## Work request:
Locate the line that contains "use thiserror::Error;" in the entries below, then repeat it and every following line through the line that contains "pub fn from_config(config: &Config)", exactly, and no others.

(Dataset entries)
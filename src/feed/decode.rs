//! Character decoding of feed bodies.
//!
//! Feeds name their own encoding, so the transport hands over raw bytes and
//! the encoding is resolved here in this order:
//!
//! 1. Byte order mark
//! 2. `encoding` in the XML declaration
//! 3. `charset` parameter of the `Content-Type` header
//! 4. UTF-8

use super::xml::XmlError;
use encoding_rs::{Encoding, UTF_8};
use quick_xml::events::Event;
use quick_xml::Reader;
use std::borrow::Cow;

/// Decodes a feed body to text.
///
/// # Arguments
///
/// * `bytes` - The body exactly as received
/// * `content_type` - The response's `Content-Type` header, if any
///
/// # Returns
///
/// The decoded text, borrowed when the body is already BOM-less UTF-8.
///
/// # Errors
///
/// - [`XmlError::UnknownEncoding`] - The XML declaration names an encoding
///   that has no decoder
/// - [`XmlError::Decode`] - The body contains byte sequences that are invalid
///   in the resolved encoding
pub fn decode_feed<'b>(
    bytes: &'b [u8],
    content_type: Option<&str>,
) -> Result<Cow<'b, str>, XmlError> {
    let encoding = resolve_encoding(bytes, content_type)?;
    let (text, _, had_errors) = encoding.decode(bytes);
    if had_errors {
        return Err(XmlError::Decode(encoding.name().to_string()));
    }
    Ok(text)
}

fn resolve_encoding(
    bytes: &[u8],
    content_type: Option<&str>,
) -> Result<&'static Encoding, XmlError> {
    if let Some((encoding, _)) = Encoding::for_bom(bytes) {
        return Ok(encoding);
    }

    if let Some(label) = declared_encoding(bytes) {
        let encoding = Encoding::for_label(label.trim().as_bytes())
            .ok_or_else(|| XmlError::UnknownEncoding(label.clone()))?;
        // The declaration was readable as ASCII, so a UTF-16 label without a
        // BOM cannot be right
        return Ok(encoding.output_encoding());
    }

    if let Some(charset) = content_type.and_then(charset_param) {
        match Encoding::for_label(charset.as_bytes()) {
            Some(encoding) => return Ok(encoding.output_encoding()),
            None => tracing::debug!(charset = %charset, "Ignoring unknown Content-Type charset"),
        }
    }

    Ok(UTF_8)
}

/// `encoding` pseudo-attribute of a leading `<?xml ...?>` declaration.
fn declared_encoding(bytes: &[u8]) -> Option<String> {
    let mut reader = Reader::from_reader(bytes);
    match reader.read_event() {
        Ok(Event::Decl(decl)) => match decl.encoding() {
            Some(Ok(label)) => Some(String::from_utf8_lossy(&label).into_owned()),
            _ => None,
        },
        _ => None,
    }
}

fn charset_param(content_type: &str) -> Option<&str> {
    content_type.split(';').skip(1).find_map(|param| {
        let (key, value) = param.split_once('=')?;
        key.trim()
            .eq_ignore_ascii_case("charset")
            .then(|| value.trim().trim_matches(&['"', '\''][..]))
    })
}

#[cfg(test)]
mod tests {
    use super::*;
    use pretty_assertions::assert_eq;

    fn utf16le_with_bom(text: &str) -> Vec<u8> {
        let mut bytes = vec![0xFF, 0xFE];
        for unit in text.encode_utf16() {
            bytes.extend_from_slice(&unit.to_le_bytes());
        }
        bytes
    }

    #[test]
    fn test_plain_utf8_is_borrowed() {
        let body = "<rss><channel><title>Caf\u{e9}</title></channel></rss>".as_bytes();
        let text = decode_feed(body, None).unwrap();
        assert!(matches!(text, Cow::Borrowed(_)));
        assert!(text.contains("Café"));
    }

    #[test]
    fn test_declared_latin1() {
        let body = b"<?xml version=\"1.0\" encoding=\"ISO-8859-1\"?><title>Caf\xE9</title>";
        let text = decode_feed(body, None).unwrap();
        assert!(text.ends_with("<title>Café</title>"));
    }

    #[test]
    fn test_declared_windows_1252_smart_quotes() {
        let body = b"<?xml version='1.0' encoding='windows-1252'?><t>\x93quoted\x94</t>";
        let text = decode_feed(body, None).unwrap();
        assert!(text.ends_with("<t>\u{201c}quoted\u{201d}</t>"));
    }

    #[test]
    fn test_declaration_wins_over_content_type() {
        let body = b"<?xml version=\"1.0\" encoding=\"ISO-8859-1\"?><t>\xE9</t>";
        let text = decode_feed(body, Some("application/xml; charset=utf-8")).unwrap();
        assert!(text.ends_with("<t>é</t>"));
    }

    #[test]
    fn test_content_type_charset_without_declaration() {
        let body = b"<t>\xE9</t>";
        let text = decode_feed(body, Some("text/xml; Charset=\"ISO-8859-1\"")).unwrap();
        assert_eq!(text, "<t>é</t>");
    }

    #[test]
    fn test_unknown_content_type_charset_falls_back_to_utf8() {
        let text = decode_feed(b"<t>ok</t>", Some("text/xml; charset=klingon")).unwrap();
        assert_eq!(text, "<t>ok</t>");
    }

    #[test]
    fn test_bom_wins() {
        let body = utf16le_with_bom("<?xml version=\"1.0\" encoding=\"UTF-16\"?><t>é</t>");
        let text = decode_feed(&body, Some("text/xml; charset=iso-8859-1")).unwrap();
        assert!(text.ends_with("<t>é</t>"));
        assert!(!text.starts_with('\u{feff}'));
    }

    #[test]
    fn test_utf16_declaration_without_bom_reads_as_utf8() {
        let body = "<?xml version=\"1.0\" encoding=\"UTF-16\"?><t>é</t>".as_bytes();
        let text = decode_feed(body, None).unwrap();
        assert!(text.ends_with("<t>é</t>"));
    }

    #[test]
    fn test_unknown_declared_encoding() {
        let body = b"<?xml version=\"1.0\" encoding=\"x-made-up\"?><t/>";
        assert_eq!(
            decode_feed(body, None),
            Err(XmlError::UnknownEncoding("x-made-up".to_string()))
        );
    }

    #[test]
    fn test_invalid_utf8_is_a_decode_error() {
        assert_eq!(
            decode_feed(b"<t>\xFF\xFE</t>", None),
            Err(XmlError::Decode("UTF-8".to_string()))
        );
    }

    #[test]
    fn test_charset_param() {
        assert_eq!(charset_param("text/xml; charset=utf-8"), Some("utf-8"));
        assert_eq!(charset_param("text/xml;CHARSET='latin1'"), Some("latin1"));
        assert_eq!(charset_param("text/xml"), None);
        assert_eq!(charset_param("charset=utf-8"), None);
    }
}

==

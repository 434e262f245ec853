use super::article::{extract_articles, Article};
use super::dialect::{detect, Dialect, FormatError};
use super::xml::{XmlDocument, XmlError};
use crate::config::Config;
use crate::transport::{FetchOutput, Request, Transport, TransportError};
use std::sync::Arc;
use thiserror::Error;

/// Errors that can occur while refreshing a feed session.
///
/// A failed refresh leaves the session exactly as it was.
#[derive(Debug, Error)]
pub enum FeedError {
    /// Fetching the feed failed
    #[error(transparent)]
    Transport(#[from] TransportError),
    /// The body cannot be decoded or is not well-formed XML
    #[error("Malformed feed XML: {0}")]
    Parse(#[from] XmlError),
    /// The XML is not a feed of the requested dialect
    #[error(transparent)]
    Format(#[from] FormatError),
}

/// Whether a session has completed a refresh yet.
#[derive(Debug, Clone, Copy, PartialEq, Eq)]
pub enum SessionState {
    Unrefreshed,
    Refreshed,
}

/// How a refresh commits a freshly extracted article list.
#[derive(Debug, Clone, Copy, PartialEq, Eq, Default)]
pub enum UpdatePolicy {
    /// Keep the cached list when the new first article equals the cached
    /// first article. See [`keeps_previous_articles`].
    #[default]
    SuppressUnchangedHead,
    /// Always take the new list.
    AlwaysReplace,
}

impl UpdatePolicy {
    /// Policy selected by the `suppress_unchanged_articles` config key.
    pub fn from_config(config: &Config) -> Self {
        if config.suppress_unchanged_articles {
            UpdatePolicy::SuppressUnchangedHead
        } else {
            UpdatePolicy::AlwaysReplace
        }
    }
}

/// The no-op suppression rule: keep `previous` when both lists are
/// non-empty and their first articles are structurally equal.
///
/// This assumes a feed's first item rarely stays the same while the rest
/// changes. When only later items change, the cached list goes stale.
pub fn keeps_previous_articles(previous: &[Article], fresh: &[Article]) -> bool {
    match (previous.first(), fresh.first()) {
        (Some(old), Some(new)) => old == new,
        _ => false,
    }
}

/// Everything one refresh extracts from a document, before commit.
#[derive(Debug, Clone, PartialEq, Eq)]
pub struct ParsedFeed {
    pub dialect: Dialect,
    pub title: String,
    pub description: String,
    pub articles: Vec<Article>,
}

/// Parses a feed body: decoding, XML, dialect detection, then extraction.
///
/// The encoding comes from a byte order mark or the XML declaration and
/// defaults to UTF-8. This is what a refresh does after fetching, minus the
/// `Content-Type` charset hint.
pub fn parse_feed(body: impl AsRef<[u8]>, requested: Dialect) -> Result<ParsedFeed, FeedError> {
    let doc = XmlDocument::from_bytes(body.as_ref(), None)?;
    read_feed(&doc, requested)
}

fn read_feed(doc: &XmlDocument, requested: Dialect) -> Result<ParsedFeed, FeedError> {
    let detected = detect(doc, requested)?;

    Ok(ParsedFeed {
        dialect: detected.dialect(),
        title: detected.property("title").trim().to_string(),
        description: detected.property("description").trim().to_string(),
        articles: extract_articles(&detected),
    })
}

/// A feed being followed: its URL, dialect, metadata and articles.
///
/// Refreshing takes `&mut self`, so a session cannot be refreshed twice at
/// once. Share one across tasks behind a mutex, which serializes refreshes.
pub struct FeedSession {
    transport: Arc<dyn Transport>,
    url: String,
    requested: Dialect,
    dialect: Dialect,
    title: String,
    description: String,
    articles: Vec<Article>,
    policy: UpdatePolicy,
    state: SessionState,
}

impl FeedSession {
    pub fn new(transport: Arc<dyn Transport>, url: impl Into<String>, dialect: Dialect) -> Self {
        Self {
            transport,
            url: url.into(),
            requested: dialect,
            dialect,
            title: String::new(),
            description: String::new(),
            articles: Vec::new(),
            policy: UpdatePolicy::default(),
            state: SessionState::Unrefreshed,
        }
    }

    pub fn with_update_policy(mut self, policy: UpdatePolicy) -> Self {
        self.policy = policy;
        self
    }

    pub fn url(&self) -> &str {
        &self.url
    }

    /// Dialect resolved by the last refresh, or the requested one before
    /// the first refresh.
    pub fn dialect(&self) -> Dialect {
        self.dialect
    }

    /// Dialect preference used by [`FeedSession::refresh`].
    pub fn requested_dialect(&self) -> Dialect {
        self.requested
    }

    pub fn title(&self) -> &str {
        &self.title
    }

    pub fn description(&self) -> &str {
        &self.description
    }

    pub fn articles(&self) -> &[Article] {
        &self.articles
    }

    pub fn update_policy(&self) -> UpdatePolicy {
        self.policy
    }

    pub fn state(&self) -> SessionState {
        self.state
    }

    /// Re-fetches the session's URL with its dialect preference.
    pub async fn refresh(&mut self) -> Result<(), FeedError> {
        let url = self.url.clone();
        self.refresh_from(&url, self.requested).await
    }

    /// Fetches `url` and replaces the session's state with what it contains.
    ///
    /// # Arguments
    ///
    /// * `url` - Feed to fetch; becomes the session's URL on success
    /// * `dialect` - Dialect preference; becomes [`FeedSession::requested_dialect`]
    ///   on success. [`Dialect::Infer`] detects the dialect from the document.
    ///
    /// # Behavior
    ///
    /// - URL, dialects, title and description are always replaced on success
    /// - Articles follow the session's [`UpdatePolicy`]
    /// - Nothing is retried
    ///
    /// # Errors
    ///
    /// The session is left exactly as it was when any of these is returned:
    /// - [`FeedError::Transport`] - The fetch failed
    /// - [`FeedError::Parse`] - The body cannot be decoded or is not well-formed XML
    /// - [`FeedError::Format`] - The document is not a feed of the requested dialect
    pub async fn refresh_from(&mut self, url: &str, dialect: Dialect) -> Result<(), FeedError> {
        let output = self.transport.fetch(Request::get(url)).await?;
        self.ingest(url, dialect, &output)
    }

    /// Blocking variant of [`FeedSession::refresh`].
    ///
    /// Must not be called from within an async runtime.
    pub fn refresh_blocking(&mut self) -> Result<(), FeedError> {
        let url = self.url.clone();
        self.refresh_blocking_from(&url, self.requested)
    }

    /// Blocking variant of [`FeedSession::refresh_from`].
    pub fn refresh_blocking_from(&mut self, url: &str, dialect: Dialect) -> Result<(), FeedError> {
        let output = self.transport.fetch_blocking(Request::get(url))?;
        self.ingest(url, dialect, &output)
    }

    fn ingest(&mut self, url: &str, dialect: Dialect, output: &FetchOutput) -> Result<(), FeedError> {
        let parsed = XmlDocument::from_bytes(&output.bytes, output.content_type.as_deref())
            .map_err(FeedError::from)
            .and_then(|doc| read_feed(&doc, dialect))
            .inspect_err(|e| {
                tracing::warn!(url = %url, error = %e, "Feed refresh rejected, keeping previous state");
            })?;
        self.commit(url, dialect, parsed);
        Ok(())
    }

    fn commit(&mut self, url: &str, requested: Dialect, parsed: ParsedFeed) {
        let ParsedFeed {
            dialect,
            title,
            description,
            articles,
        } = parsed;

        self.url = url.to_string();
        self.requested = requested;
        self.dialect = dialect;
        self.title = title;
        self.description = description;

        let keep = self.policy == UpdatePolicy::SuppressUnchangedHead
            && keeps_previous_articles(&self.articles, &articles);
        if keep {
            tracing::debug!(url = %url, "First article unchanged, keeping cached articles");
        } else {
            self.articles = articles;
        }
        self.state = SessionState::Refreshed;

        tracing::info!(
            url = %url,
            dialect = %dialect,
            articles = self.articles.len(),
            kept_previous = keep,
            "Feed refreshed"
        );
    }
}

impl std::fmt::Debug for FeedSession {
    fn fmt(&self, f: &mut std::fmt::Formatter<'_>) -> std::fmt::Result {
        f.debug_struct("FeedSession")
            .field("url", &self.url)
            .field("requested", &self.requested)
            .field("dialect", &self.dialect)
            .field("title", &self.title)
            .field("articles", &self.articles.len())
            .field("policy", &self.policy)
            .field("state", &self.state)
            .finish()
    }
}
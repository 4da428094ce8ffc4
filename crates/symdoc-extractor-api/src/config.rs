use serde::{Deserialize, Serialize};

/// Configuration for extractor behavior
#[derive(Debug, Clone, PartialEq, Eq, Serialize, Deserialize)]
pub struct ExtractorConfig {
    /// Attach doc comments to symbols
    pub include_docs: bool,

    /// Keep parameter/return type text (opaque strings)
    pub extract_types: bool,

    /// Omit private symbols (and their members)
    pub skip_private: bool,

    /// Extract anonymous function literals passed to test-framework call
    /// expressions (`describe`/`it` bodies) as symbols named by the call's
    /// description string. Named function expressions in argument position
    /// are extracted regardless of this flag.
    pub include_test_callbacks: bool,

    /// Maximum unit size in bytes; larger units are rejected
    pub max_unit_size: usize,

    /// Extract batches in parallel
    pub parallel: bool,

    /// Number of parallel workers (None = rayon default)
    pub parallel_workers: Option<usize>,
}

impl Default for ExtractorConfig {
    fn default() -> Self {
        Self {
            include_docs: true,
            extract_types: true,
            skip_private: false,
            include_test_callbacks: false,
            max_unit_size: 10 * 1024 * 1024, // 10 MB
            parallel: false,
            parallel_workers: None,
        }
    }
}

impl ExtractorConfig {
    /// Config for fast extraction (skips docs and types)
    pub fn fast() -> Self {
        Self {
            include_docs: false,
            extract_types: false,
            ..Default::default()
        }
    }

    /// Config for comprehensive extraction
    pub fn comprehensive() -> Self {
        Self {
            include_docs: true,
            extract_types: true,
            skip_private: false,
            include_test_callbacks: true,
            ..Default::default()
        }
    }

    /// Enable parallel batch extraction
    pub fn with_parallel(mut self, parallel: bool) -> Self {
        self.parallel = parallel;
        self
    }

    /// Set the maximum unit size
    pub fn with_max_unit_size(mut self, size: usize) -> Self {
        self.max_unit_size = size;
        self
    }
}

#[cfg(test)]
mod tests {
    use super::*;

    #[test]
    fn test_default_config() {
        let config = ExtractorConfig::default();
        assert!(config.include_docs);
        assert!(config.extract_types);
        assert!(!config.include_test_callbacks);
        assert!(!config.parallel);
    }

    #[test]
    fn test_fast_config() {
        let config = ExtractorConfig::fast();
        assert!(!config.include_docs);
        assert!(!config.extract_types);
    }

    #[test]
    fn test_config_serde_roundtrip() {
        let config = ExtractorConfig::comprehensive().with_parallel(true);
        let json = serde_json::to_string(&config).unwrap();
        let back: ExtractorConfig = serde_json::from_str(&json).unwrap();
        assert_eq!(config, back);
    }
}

---

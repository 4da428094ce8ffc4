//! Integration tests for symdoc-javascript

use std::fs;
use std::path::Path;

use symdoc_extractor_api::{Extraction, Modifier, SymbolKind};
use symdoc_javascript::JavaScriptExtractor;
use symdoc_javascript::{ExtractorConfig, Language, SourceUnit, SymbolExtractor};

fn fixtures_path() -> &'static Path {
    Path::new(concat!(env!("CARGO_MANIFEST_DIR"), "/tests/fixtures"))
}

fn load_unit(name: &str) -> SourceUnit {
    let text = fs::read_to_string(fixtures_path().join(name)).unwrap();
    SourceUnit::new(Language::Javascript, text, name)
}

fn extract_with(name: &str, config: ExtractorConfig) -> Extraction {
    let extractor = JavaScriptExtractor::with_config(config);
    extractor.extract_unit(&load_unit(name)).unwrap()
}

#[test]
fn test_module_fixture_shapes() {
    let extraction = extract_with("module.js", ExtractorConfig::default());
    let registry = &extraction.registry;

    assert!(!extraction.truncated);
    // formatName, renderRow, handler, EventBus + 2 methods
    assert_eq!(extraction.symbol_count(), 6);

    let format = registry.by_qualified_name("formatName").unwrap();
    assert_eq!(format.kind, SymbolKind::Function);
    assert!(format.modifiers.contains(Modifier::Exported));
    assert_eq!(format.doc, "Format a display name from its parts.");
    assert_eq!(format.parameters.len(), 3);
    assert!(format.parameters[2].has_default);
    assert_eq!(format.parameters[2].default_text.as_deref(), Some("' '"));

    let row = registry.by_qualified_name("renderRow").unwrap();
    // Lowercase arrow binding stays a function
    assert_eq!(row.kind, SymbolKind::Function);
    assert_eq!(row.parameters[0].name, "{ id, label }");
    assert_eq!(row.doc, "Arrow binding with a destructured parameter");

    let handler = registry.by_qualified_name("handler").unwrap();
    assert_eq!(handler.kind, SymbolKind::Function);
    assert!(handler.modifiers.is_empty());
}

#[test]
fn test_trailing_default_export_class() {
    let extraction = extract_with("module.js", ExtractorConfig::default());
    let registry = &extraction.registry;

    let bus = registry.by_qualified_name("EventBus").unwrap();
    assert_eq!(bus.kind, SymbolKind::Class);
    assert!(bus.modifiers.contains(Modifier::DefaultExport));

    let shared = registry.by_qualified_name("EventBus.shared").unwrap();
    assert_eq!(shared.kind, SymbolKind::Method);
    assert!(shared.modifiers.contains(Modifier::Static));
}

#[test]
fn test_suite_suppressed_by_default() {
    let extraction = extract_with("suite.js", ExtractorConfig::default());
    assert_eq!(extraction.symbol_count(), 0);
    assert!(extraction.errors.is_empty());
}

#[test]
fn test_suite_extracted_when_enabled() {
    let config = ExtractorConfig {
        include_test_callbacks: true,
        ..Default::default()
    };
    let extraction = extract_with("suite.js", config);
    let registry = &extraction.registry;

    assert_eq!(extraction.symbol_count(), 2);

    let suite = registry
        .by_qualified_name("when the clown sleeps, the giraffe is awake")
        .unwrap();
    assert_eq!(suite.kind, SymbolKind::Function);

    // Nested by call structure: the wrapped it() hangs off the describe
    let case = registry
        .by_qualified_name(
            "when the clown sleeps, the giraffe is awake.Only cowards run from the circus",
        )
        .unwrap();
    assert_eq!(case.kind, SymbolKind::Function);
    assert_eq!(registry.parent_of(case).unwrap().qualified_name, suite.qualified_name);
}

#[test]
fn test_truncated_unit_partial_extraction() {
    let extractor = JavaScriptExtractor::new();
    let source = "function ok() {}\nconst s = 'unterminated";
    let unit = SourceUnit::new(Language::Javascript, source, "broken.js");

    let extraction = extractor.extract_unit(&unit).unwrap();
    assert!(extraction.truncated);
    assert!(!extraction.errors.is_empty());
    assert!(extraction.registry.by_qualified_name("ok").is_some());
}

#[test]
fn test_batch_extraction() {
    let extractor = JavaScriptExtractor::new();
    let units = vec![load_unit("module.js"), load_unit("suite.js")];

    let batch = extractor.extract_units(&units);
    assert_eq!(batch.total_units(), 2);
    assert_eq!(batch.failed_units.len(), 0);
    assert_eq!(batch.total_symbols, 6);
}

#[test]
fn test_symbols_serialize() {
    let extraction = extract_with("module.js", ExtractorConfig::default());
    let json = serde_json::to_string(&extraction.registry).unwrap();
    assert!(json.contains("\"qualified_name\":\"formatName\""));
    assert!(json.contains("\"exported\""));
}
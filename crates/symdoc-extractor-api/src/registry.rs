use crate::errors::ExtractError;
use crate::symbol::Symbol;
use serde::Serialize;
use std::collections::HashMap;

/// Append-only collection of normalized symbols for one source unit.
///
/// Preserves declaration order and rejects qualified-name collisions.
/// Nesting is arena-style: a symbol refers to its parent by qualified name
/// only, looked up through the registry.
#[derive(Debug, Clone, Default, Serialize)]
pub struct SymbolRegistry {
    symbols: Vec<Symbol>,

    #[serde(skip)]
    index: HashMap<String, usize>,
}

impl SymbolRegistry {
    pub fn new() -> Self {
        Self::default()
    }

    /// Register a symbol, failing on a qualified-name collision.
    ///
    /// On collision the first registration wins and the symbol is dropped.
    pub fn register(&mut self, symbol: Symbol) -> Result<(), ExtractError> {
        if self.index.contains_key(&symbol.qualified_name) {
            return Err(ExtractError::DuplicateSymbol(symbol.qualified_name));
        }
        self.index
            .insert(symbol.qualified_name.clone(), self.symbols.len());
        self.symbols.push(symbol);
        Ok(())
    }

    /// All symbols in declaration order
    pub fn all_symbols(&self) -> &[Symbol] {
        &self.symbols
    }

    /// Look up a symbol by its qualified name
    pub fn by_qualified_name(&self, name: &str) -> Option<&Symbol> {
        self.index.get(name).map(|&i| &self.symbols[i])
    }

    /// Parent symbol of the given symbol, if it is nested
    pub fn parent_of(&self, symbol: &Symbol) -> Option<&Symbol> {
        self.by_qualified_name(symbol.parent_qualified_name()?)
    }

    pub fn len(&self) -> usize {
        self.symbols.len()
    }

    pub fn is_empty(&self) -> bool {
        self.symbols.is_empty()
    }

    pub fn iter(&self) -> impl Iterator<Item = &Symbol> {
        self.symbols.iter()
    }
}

## Solution to this exercise:
use thiserror::Error;

/// Errors that can occur while refreshing a feed session.
///
/// A failed refresh leaves the session exactly as it was.
#[derive(Debug, Error)]
pub enum FeedError {
    /// Fetching the feed failed
    #[error(transparent)]
    Transport(#[from] TransportError),
    /// The body cannot be decoded or is not well-formed XML
    #[error("Malformed feed XML: {0}")]
    Parse(#[from] XmlError),
    /// The XML is not a feed of the requested dialect
    #[error(transparent)]
    Format(#[from] FormatError),
}

/// Whether a session has completed a refresh yet.
#[derive(Debug, Clone, Copy, PartialEq, Eq)]
pub enum SessionState {
    Unrefreshed,
    Refreshed,
}

/// How a refresh commits a freshly extracted article list.
#[derive(Debug, Clone, Copy, PartialEq, Eq, Default)]
pub enum UpdatePolicy {
    /// Keep the cached list when the new first article equals the cached
    /// first article. See [`keeps_previous_articles`].
    #[default]
    SuppressUnchangedHead,
    /// Always take the new list.
    AlwaysReplace,
}

impl UpdatePolicy {
    /// Policy selected by the `suppress_unchanged_articles` config key.
    pub fn from_config(config: &Config) -> Self {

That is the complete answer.